//! PostgreSQL journal.
//!
//! Each write runs in one database transaction, so an entry and its lines
//! become visible together. The partial unique index
//! `uq_journal_entries_idempotency` is what makes double-posting impossible
//! under concurrency; the lookups here only turn its violation into a typed
//! error.

use chrono::{DateTime, Utc};
use futures::stream::{self, BoxStream, StreamExt, TryStreamExt};
use rust_decimal::Decimal;
use saldo_core::ledger::validation::ensure_balanced;
use saldo_core::ledger::{
    AccountLine, EntryStatus as LedgerStatus, EntryTotals, EntryTotalsCheck, IdempotencyKey,
    JournalEntry, JournalLine, LedgerError, LedgerStore, NewJournalEntry, VoidedEntry,
};
use saldo_shared::types::{AccountId, JournalEntryId, JournalLineId};
use sea_orm::sea_query::{Expr, NullOrdering, Order};
use sea_orm::{
    ActiveModelTrait, ColumnTrait, ConnectionTrait, DatabaseConnection, DatabaseTransaction,
    DbBackend, DbErr, EntityTrait, FromQueryResult, JoinType, QueryFilter, QueryOrder, QuerySelect,
    RelationTrait, Set, Statement, TransactionTrait,
};
use uuid::Uuid;

use super::{storage_err, violates};
use crate::entities::{journal_entries, journal_lines, sea_orm_active_enums::EntryStatus};

const IDEMPOTENCY_INDEX: &str = "uq_journal_entries_idempotency";

#[derive(Debug, FromQueryResult)]
struct SequenceRow {
    value: i64,
}

#[derive(Debug, FromQueryResult)]
struct AccountLineRow {
    entry_id: Uuid,
    line_id: Uuid,
    posted_at: Option<DateTime<chrono::FixedOffset>>,
    debit: Decimal,
    credit: Decimal,
}

impl From<AccountLineRow> for AccountLine {
    fn from(row: AccountLineRow) -> Self {
        Self {
            entry_id: JournalEntryId::from_uuid(row.entry_id),
            line_id: JournalLineId::from_uuid(row.line_id),
            posted_at: row.posted_at.map(|at| at.with_timezone(&Utc)),
            debit: row.debit,
            credit: row.credit,
        }
    }
}

#[derive(Debug, FromQueryResult)]
struct EntryTotalsRow {
    id: Uuid,
    entry_number: String,
    total_debit: Decimal,
    total_credit: Decimal,
    line_debit: Option<Decimal>,
    line_credit: Option<Decimal>,
}

impl From<EntryTotalsRow> for EntryTotalsCheck {
    fn from(row: EntryTotalsRow) -> Self {
        Self {
            entry_id: JournalEntryId::from_uuid(row.id),
            entry_number: row.entry_number,
            stored: EntryTotals {
                debit: row.total_debit,
                credit: row.total_credit,
            },
            lines: EntryTotals {
                debit: row.line_debit.unwrap_or_default(),
                credit: row.line_credit.unwrap_or_default(),
            },
        }
    }
}

fn to_entry(model: journal_entries::Model, lines: Vec<journal_lines::Model>) -> JournalEntry {
    JournalEntry {
        id: JournalEntryId::from_uuid(model.id),
        entry_number: model.entry_number,
        sequence: model.sequence,
        entry_date: model.entry_date,
        description: model.description,
        key: IdempotencyKey::new(model.source_type, model.source_id, model.purpose),
        status: model.status.into(),
        total_debit: model.total_debit,
        total_credit: model.total_credit,
        posted_at: model.posted_at.map(|at| at.with_timezone(&Utc)),
        created_at: model.created_at.with_timezone(&Utc),
        reverses: model.reverses.map(JournalEntryId::from_uuid),
        reversed_by: model.reversed_by.map(JournalEntryId::from_uuid),
        void_reason: model.void_reason,
        lines: lines.into_iter().map(to_line).collect(),
    }
}

fn to_line(model: journal_lines::Model) -> JournalLine {
    JournalLine {
        id: JournalLineId::from_uuid(model.id),
        entry_id: JournalEntryId::from_uuid(model.entry_id),
        account_id: AccountId::from_uuid(model.account_id),
        // Written from a u32, so never negative.
        line_number: u32::try_from(model.line_number).unwrap_or_default(),
        debit: model.debit,
        credit: model.credit,
        description: model.description,
    }
}

/// Journal stored in PostgreSQL.
#[derive(Debug, Clone)]
pub struct PgLedgerStore {
    db: DatabaseConnection,
}

impl PgLedgerStore {
    /// Creates a new ledger store.
    #[must_use]
    pub const fn new(db: DatabaseConnection) -> Self {
        Self { db }
    }

    async fn lines<C: ConnectionTrait>(conn: &C, entry_id: Uuid) -> Result<Vec<journal_lines::Model>, DbErr> {
        journal_lines::Entity::find()
            .filter(journal_lines::Column::EntryId.eq(entry_id))
            .order_by_asc(journal_lines::Column::LineNumber)
            .all(conn)
            .await
    }

    async fn load<C: ConnectionTrait>(
        conn: &C,
        model: journal_entries::Model,
    ) -> Result<JournalEntry, DbErr> {
        let lines = Self::lines(conn, model.id).await?;
        Ok(to_entry(model, lines))
    }

    async fn insert_entry(
        txn: &DatabaseTransaction,
        entry: NewJournalEntry,
    ) -> Result<JournalEntry, DbErr> {
        let now = Utc::now();
        let totals = entry.totals().map_err(|err| DbErr::Custom(err.to_string()))?;
        let lines = entry
            .lines
            .iter()
            .map(|line| {
                let line_number = i32::try_from(line.line_number)
                    .map_err(|_| DbErr::Custom(format!("line number {} out of range", line.line_number)))?;
                Ok(journal_lines::ActiveModel {
                    id: Set(line.id.into_inner()),
                    entry_id: Set(entry.id.into_inner()),
                    account_id: Set(line.account_id.into_inner()),
                    line_number: Set(line_number),
                    debit: Set(line.debit),
                    credit: Set(line.credit),
                    description: Set(line.description.clone()),
                    created_at: Set(now.into()),
                })
            })
            .collect::<Result<Vec<_>, DbErr>>()?;

        journal_entries::ActiveModel {
            id: Set(entry.id.into_inner()),
            entry_number: Set(entry.entry_number.clone()),
            sequence: Set(entry.sequence),
            entry_date: Set(entry.entry_date),
            description: Set(entry.description.clone()),
            source_type: Set(entry.key.source_type().to_string()),
            source_id: Set(entry.key.source_id().to_string()),
            purpose: Set(entry.key.purpose().to_string()),
            status: Set(entry.status.into()),
            total_debit: Set(totals.debit),
            total_credit: Set(totals.credit),
            posted_at: Set(entry.posted_at.map(Into::into)),
            created_at: Set(now.into()),
            reverses: Set(entry.reverses.map(JournalEntryId::into_inner)),
            reversed_by: Set(None),
            void_reason: Set(None),
        }
        .insert(txn)
        .await?;
        journal_lines::Entity::insert_many(lines).exec(txn).await?;

        entry.into_entry(now).map_err(|err| DbErr::Custom(err.to_string()))
    }

    async fn lock_entry(
        txn: &DatabaseTransaction,
        id: JournalEntryId,
    ) -> Result<journal_entries::Model, LedgerError> {
        journal_entries::Entity::find_by_id(id.into_inner())
            .lock_exclusive()
            .one(txn)
            .await
            .map_err(storage_err)?
            .ok_or(LedgerError::EntryNotFound(id))
    }
}

/// Maps a failed write, naming the key when the idempotency index fired.
fn write_err(err: DbErr, key: &IdempotencyKey) -> LedgerError {
    if violates(&err, IDEMPOTENCY_INDEX) {
        LedgerError::DuplicatePosting { key: key.clone() }
    } else {
        storage_err(err)
    }
}

impl LedgerStore for PgLedgerStore {
    async fn next_sequence(&self) -> Result<i64, LedgerError> {
        let row = SequenceRow::find_by_statement(Statement::from_string(
            DbBackend::Postgres,
            "SELECT nextval('journal_entry_number_seq') AS value",
        ))
        .one(&self.db)
        .await
        .map_err(storage_err)?
        .ok_or_else(|| LedgerError::Storage("sequence returned no row".into()))?;
        Ok(row.value)
    }

    async fn append(&self, entry: NewJournalEntry) -> Result<JournalEntry, LedgerError> {
        if entry.status == LedgerStatus::Void {
            return Err(LedgerError::Internal("cannot append a VOID entry".into()));
        }
        ensure_balanced(entry.totals()?)?;
        let key = entry.key.clone();

        let txn = self.db.begin().await.map_err(storage_err)?;
        let stored = Self::insert_entry(&txn, entry)
            .await
            .map_err(|err| write_err(err, &key))?;
        txn.commit().await.map_err(|err| write_err(err, &key))?;
        Ok(stored)
    }

    async fn find_by_idempotency_key(&self, key: &IdempotencyKey) -> Result<Option<JournalEntry>, LedgerError> {
        let model = journal_entries::Entity::find()
            .filter(journal_entries::Column::SourceType.eq(key.source_type()))
            .filter(journal_entries::Column::SourceId.eq(key.source_id()))
            .filter(journal_entries::Column::Purpose.eq(key.purpose()))
            .filter(journal_entries::Column::Status.eq(EntryStatus::Posted))
            .one(&self.db)
            .await
            .map_err(storage_err)?;
        match model {
            Some(model) => Ok(Some(Self::load(&self.db, model).await.map_err(storage_err)?)),
            None => Ok(None),
        }
    }

    async fn find_entry(&self, id: JournalEntryId) -> Result<Option<JournalEntry>, LedgerError> {
        let model = journal_entries::Entity::find_by_id(id.into_inner())
            .one(&self.db)
            .await
            .map_err(storage_err)?;
        match model {
            Some(model) => Ok(Some(Self::load(&self.db, model).await.map_err(storage_err)?)),
            None => Ok(None),
        }
    }

    async fn mark_posted(&self, id: JournalEntryId, posted_at: DateTime<Utc>) -> Result<JournalEntry, LedgerError> {
        let txn = self.db.begin().await.map_err(storage_err)?;
        let model = Self::lock_entry(&txn, id).await?;
        match model.status {
            EntryStatus::Draft => {}
            EntryStatus::Posted => return Err(LedgerError::CannotModifyPosted),
            EntryStatus::Void => return Err(LedgerError::CannotModifyVoided),
        }
        let key = IdempotencyKey::new(&model.source_type, &model.source_id, &model.purpose);
        let lines = Self::lines(&txn, model.id).await.map_err(storage_err)?;
        let totals = lines
            .iter()
            .try_fold(EntryTotals::default(), |totals, line| totals.checked_add(line.debit, line.credit))?;
        ensure_balanced(totals)?;

        let mut active: journal_entries::ActiveModel = model.into();
        active.status = Set(EntryStatus::Posted);
        active.posted_at = Set(Some(posted_at.into()));
        let updated = active.update(&txn).await.map_err(|err| write_err(err, &key))?;
        txn.commit().await.map_err(|err| write_err(err, &key))?;
        Ok(to_entry(updated, lines))
    }

    async fn void(&self, id: JournalEntryId, reason: String, reversal: NewJournalEntry) -> Result<VoidedEntry, LedgerError> {
        ensure_balanced(reversal.totals()?)?;
        let reversal_key = reversal.key.clone();
        let reversal_id = reversal.id;

        let txn = self.db.begin().await.map_err(storage_err)?;
        let model = Self::lock_entry(&txn, id).await?;
        match model.status {
            EntryStatus::Posted => {}
            EntryStatus::Draft => return Err(LedgerError::CannotVoidDraft),
            EntryStatus::Void => return Err(LedgerError::CannotModifyVoided),
        }
        let lines = Self::lines(&txn, model.id).await.map_err(storage_err)?;

        let reversal = Self::insert_entry(&txn, reversal)
            .await
            .map_err(|err| write_err(err, &reversal_key))?;

        let mut active: journal_entries::ActiveModel = model.into();
        active.status = Set(EntryStatus::Void);
        active.reversed_by = Set(Some(reversal_id.into_inner()));
        active.void_reason = Set(Some(reason));
        let original = active.update(&txn).await.map_err(storage_err)?;
        txn.commit()
            .await
            .map_err(|err| write_err(err, &reversal_key))?;

        Ok(VoidedEntry {
            original: to_entry(original, lines),
            reversal,
        })
    }

    fn lines_for_account(&self, account_id: AccountId, counted_only: bool) -> BoxStream<'_, Result<AccountLine, LedgerError>> {
        let mut query = journal_lines::Entity::find()
            .select_only()
            .column(journal_lines::Column::EntryId)
            .column_as(journal_lines::Column::Id, "line_id")
            .column(journal_lines::Column::Debit)
            .column(journal_lines::Column::Credit)
            .column(journal_entries::Column::PostedAt)
            .join(JoinType::InnerJoin, journal_lines::Relation::JournalEntries.def())
            .filter(journal_lines::Column::AccountId.eq(account_id.into_inner()));
        if counted_only {
            query = query.filter(journal_entries::Column::Status.is_in(EntryStatus::COUNTED));
        }
        let query = query
            .order_by_with_nulls(journal_entries::Column::PostedAt, Order::Asc, NullOrdering::Last)
            .order_by_asc(journal_lines::Column::EntryId)
            .order_by_asc(journal_lines::Column::LineNumber)
            .into_model::<AccountLineRow>();

        stream::once(async move {
            let rows = query.stream(&self.db).await.map_err(storage_err)?;
            Ok::<_, LedgerError>(rows.map_ok(AccountLine::from).map_err(storage_err))
        })
        .try_flatten()
        .boxed()
    }

    fn entry_totals(&self) -> BoxStream<'_, Result<EntryTotalsCheck, LedgerError>> {
        let query = journal_entries::Entity::find()
            .select_only()
            .column(journal_entries::Column::Id)
            .column(journal_entries::Column::EntryNumber)
            .column(journal_entries::Column::TotalDebit)
            .column(journal_entries::Column::TotalCredit)
            .column_as(
                Expr::col((journal_lines::Entity, journal_lines::Column::Debit)).sum(),
                "line_debit",
            )
            .column_as(
                Expr::col((journal_lines::Entity, journal_lines::Column::Credit)).sum(),
                "line_credit",
            )
            .join(JoinType::LeftJoin, journal_entries::Relation::JournalLines.def())
            .filter(journal_entries::Column::Status.is_in(EntryStatus::COUNTED))
            .group_by(journal_entries::Column::Id)
            .order_by_asc(journal_entries::Column::Sequence)
            .into_model::<EntryTotalsRow>();

        stream::once(async move {
            let rows = query.stream(&self.db).await.map_err(storage_err)?;
            Ok::<_, LedgerError>(rows.map_ok(EntryTotalsCheck::from).map_err(storage_err))
        })
        .try_flatten()
        .boxed()
    }
}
########
Scanning the data above, count the lines in which the string "PgLedgerStore" occurs and state only the count.

3